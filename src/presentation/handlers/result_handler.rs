// Copyright (c) 2025 Kirky.X
//
// Licensed under the MIT License
// See LICENSE file in the project root for full license information.

use axum::{
    extract::{Path, Query},
    http::{header, StatusCode},
    response::IntoResponse,
    Extension, Json,
};
use serde::Deserialize;
use serde_json::json;
use std::sync::Arc;

use crate::domain::services::pipeline::ExtractionPipeline;
use crate::presentation::errors::AppError;
use crate::utils::csv::record_to_csv;

#[derive(Debug, Deserialize)]
pub struct ExportParams {
    pub format: Option<String>,
}

/// 按键返回已存储的提取记录
pub async fn get_result(
    Extension(pipeline): Extension<Arc<ExtractionPipeline>>,
    Path(key): Path<String>,
) -> Result<impl IntoResponse, AppError> {
    match pipeline.fetch_stored(&key).await? {
        Some(record) => Ok(Json(json!({ "key": key, "data": record })).into_response()),
        None => Ok((
            StatusCode::NOT_FOUND,
            Json(json!({ "error": "no result stored under this key" })),
        )
            .into_response()),
    }
}

/// 把已存储的记录导出为CSV或JSON下载
pub async fn export_result(
    Extension(pipeline): Extension<Arc<ExtractionPipeline>>,
    Path(key): Path<String>,
    Query(params): Query<ExportParams>,
) -> Result<impl IntoResponse, AppError> {
    let record = match pipeline.fetch_stored(&key).await? {
        Some(record) => record,
        None => {
            return Ok((
                StatusCode::NOT_FOUND,
                Json(json!({ "error": "no result stored under this key" })),
            )
                .into_response())
        }
    };

    match params.format.as_deref().unwrap_or("csv") {
        "json" => Ok((
            [(
                header::CONTENT_DISPOSITION,
                format!("attachment; filename=\"{}.json\"", key),
            )],
            Json(record),
        )
            .into_response()),
        "csv" => Ok((
            [
                (header::CONTENT_TYPE, "text/csv".to_string()),
                (
                    header::CONTENT_DISPOSITION,
                    format!("attachment; filename=\"{}.csv\"", key),
                ),
            ],
            record_to_csv(&record),
        )
            .into_response()),
        other => Ok((
            StatusCode::BAD_REQUEST,
            Json(json!({ "error": format!("unsupported export format: {}", other) })),
        )
            .into_response()),
    }
}
// Copyright (c) 2025 Kirky.X
//
// Licensed under the MIT License
// See LICENSE file in the project root for full license information.

use crate::domain::models::extraction::NOT_FOUND;
use crate::domain::services::field_extractor::FieldExtractor;

const HTML: &str = r#"
    <html>
        <body>
            <h1 id="main-title">Hello World</h1>
            <div class="content">
                <p>Paragraph 1</p>
                <p>Paragraph 2</p>
            </div>
        </body>
    </html>
"#;

#[test]
fn test_extract_first_match_per_selector() {
    let selectors = vec!["h1#main-title".to_string(), "div.content p".to_string()];
    let fields = FieldExtractor::extract(HTML, &selectors);

    assert_eq!(fields["h1#main-title"], "Hello World");
    // 多个匹配时只取第一个
    assert_eq!(fields["div.content p"], "Paragraph 1");
}

#[test]
fn test_missing_selector_records_sentinel_without_aborting_others() {
    let selectors = vec![
        "h1#main-title".to_string(),
        "div.missing".to_string(),
        "div.content p".to_string(),
    ];
    let fields = FieldExtractor::extract(HTML, &selectors);

    assert_eq!(fields["div.missing"], NOT_FOUND);
    assert_eq!(fields["h1#main-title"], "Hello World");
    assert_eq!(fields["div.content p"], "Paragraph 1");
}

#[test]
fn test_invalid_selector_records_sentinel() {
    let selectors = vec!["h1#main-title".to_string(), ":::not-a-selector".to_string()];
    let fields = FieldExtractor::extract(HTML, &selectors);

    assert_eq!(fields[":::not-a-selector"], NOT_FOUND);
    assert_eq!(fields["h1#main-title"], "Hello World");
}

#[test]
fn test_field_order_follows_selector_order() {
    let selectors = vec![
        "div.content p".to_string(),
        "h1#main-title".to_string(),
        "div.missing".to_string(),
    ];
    let fields = FieldExtractor::extract(HTML, &selectors);

    let keys: Vec<&String> = fields.keys().collect();
    assert_eq!(keys, vec!["div.content p", "h1#main-title", "div.missing"]);
}
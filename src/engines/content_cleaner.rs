// Copyright (c) 2025 Kirky.X
//
// Licensed under the MIT License
// See LICENSE file in the project root for full license information.

use once_cell::sync::Lazy;
use regex::Regex;
use scraper::{Html, Selector};

/// 不可见或非文本节点：在文本提取前整体剥离，降低下游载荷和噪声
static SCRIPT_BLOCK: Lazy<Regex> =
    Lazy::new(|| Regex::new(r"(?is)<script\b[^>]*>.*?</script>").expect("script regex"));
static STYLE_BLOCK: Lazy<Regex> =
    Lazy::new(|| Regex::new(r"(?is)<style\b[^>]*>.*?</style>").expect("style regex"));
static HTML_COMMENT: Lazy<Regex> =
    Lazy::new(|| Regex::new(r"(?s)<!--.*?-->").expect("comment regex"));
static META_TAG: Lazy<Regex> =
    Lazy::new(|| Regex::new(r"(?i)<meta\b[^>]*>").expect("meta regex"));
static LINK_TAG: Lazy<Regex> =
    Lazy::new(|| Regex::new(r"(?i)<link\b[^>]*>").expect("link regex"));
static WHITESPACE: Lazy<Regex> = Lazy::new(|| Regex::new(r"\s+").expect("whitespace regex"));

/// 把渲染后的HTML缩减为有界的可见正文文本
///
/// 步骤：剥离 script/style/meta/link/注释节点，取body的文本，
/// 折叠空白，按字符预算截断
pub fn clean_page_text(html: &str, max_chars: usize) -> String {
    let stripped = SCRIPT_BLOCK.replace_all(html, " ");
    let stripped = STYLE_BLOCK.replace_all(&stripped, " ");
    let stripped = HTML_COMMENT.replace_all(&stripped, " ");
    let stripped = META_TAG.replace_all(&stripped, " ");
    let stripped = LINK_TAG.replace_all(&stripped, " ");

    let document = Html::parse_document(&stripped);
    let body_selector = Selector::parse("body").expect("body selector");
    let raw_text = match document.select(&body_selector).next() {
        Some(body) => body.text().collect::<Vec<_>>().join(" "),
        None => String::new(),
    };

    let collapsed = WHITESPACE.replace_all(raw_text.trim(), " ");
    truncate_chars(&collapsed, max_chars)
}

/// 按字符数截断，避免在多字节字符中间切断
fn truncate_chars(text: &str, max_chars: usize) -> String {
    match text.char_indices().nth(max_chars) {
        Some((byte_index, _)) => text[..byte_index].to_string(),
        None => text.to_string(),
    }
}
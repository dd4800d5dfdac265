// Copyright (c) 2025 Kirky.X
//
// Licensed under the MIT License
// See LICENSE file in the project root for full license information.

/// 领域模型模块
///
/// 定义提取管道的核心数据结构
pub mod extraction;
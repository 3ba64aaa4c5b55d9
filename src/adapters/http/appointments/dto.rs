//! HTTP DTOs for the appointment availability endpoints.

use serde::{Deserialize, Serialize};

use crate::domain::foundation::OptionId;
use crate::domain::scheduling::AppointmentOption;

/// Query parameters for the availability endpoint.
#[derive(Debug, Clone, Deserialize)]
pub struct AvailabilityParams {
    /// Date label to compute availability for, matched verbatim.
    pub date: String,
}

/// One appointment option with its remaining slots.
#[derive(Debug, Clone, Serialize)]
pub struct AppointmentOptionResponse {
    pub id: OptionId,
    pub name: String,
    pub price: f64,
    pub slots: Vec<String>,
}

impl From<AppointmentOption> for AppointmentOptionResponse {
    fn from(option: AppointmentOption) -> Self {
        Self {
            id: option.id,
            name: option.name,
            price: option.price,
            slots: option.slots,
        }
    }
}

/// One treatment name, as listed by the specialty endpoint.
#[derive(Debug, Clone, Serialize)]
pub struct SpecialtyResponse {
    pub name: String,
}
//! User entity and role enumeration.
//!
//! Users are created by the registration flow (out of scope here) and
//! mutated only by the admin-promotion operation.

use serde::{Deserialize, Serialize};

use crate::domain::foundation::UserId;

/// Role attached to a user record.
#[derive(Debug, Clone, Copy, PartialEq, Eq, Default, Serialize, Deserialize)]
#[serde(rename_all = "lowercase")]
pub enum Role {
    /// Default role for registered users.
    #[default]
    Patient,
    /// Grants elevated mutations (promotion, doctor catalog edits).
    Admin,
}

impl Role {
    /// Stable string form used in storage and responses.
    pub fn as_str(&self) -> &'static str {
        match self {
            Role::Patient => "patient",
            Role::Admin => "admin",
        }
    }
}

/// A registered user of the portal.
#[derive(Debug, Clone, PartialEq, Eq, Serialize, Deserialize)]
pub struct User {
    pub id: UserId,
    pub name: String,
    /// Unique within the identity store.
    pub email: String,
    #[serde(default)]
    pub role: Role,
}

impl User {
    /// True when this user carries the admin role.
    pub fn is_admin(&self) -> bool {
        self.role == Role::Admin
    }
}

/// Candidate user supplied by the registration endpoint.
#[derive(Debug, Clone, Serialize, Deserialize)]
pub struct NewUser {
    pub name: String,
    pub email: String,
}
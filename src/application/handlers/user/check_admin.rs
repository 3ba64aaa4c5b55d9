//! CheckAdminHandler - is this email an admin?

use std::sync::Arc;

use crate::domain::foundation::DomainError;
use crate::ports::UserRepository;

#[derive(Debug, Clone)]
pub struct CheckAdminQuery {
    pub email: String,
}

/// Projection used by the client to decide which dashboard to render.
/// An unknown email is simply not an admin.
pub struct CheckAdminHandler {
    users: Arc<dyn UserRepository>,
}

impl CheckAdminHandler {
    pub fn new(users: Arc<dyn UserRepository>) -> Self {
        Self { users }
    }

    pub async fn handle(&self, query: CheckAdminQuery) -> Result<bool, DomainError> {
        let user = self.users.find_by_email(&query.email).await?;
        Ok(user.map(|u| u.is_admin()).unwrap_or(false))
    }
}
//! PostgreSQL implementation of UserRepository.

use async_trait::async_trait;
use sqlx::PgPool;
use uuid::Uuid;

use crate::domain::foundation::{DomainError, ErrorCode, UserId};
use crate::domain::user::{NewUser, Role, User};
use crate::ports::UserRepository;

/// PostgreSQL implementation of the UserRepository port.
pub struct PostgresUserRepository {
    pool: PgPool,
}

impl PostgresUserRepository {
    /// Creates a new repository over the given connection pool.
    pub fn new(pool: PgPool) -> Self {
        Self { pool }
    }
}

/// Database row representation of a user.
#[derive(Debug, sqlx::FromRow)]
struct UserRow {
    id: Uuid,
    name: String,
    email: String,
    role: String,
}

impl TryFrom<UserRow> for User {
    type Error = DomainError;

    fn try_from(row: UserRow) -> Result<Self, Self::Error> {
        Ok(User {
            id: UserId::from_uuid(row.id),
            name: row.name,
            email: row.email,
            role: parse_role(&row.role)?,
        })
    }
}

fn parse_role(s: &str) -> Result<Role, DomainError> {
    match s {
        "patient" => Ok(Role::Patient),
        "admin" => Ok(Role::Admin),
        _ => Err(DomainError::new(
            ErrorCode::DatabaseError,
            format!("Invalid role value: {}", s),
        )),
    }
}

#[async_trait]
impl UserRepository for PostgresUserRepository {
    async fn find_by_email(&self, email: &str) -> Result<Option<User>, DomainError> {
        let row: Option<UserRow> = sqlx::query_as(
            r#"
            SELECT id, name, email, role
            FROM users
            WHERE email = $1
            "#,
        )
        .bind(email)
        .fetch_optional(&self.pool)
        .await
        .map_err(|e| {
            DomainError::new(ErrorCode::DatabaseError, format!("Failed to find user: {}", e))
        })?;

        row.map(User::try_from).transpose()
    }

    async fn find_by_id(&self, id: &UserId) -> Result<Option<User>, DomainError> {
        let row: Option<UserRow> = sqlx::query_as(
            r#"
            SELECT id, name, email, role
            FROM users
            WHERE id = $1
            "#,
        )
        .bind(id.as_uuid())
        .fetch_optional(&self.pool)
        .await
        .map_err(|e| {
            DomainError::new(ErrorCode::DatabaseError, format!("Failed to find user: {}", e))
        })?;

        row.map(User::try_from).transpose()
    }

    async fn list(&self) -> Result<Vec<User>, DomainError> {
        let rows: Vec<UserRow> = sqlx::query_as(
            r#"
            SELECT id, name, email, role
            FROM users
            ORDER BY created_at
            "#,
        )
        .fetch_all(&self.pool)
        .await
        .map_err(|e| {
            DomainError::new(ErrorCode::DatabaseError, format!("Failed to list users: {}", e))
        })?;

        rows.into_iter().map(User::try_from).collect()
    }

    async fn insert(&self, candidate: NewUser) -> Result<User, DomainError> {
        let user = User {
            id: UserId::new(),
            name: candidate.name,
            email: candidate.email,
            role: Role::default(),
        };

        sqlx::query(
            r#"
            INSERT INTO users (id, name, email, role)
            VALUES ($1, $2, $3, $4)
            "#,
        )
        .bind(user.id.as_uuid())
        .bind(&user.name)
        .bind(&user.email)
        .bind(user.role.as_str())
        .execute(&self.pool)
        .await
        .map_err(|e| {
            if let sqlx::Error::Database(db_err) = &e {
                if db_err.constraint() == Some("users_email_key") {
                    return DomainError::new(
                        ErrorCode::ValidationFailed,
                        "A user with this email already exists",
                    );
                }
            }
            DomainError::new(ErrorCode::DatabaseError, format!("Failed to insert user: {}", e))
        })?;

        Ok(user)
    }

    async fn set_role(&self, id: &UserId, role: Role) -> Result<(), DomainError> {
        // Idempotent by construction: re-running sets the same value.
        let result = sqlx::query(
            r#"
            UPDATE users SET role = $2 WHERE id = $1
            "#,
        )
        .bind(id.as_uuid())
        .bind(role.as_str())
        .execute(&self.pool)
        .await
        .map_err(|e| {
            DomainError::new(ErrorCode::DatabaseError, format!("Failed to set role: {}", e))
        })?;

        if result.rows_affected() == 0 {
            return Err(DomainError::new(ErrorCode::UserNotFound, "User not found"));
        }

        Ok(())
    }
}
//! ListUsersHandler - every registered user.

use std::sync::Arc;

use crate::domain::foundation::DomainError;
use crate::domain::user::User;
use crate::ports::UserRepository;

pub struct ListUsersHandler {
    users: Arc<dyn UserRepository>,
}

impl ListUsersHandler {
    pub fn new(users: Arc<dyn UserRepository>) -> Self {
        Self { users }
    }

    pub async fn handle(&self) -> Result<Vec<User>, DomainError> {
        self.users.list().await
    }
}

» ABOUT THIS TASK: Pull every line with the word "keys" from the data.

» EXERCISE ANSWER:
    let keys: Vec<&String> = fields.keys().collect();
    assert_eq!(keys, vec!["div.content p", "h1#main-title", "div.missing"]);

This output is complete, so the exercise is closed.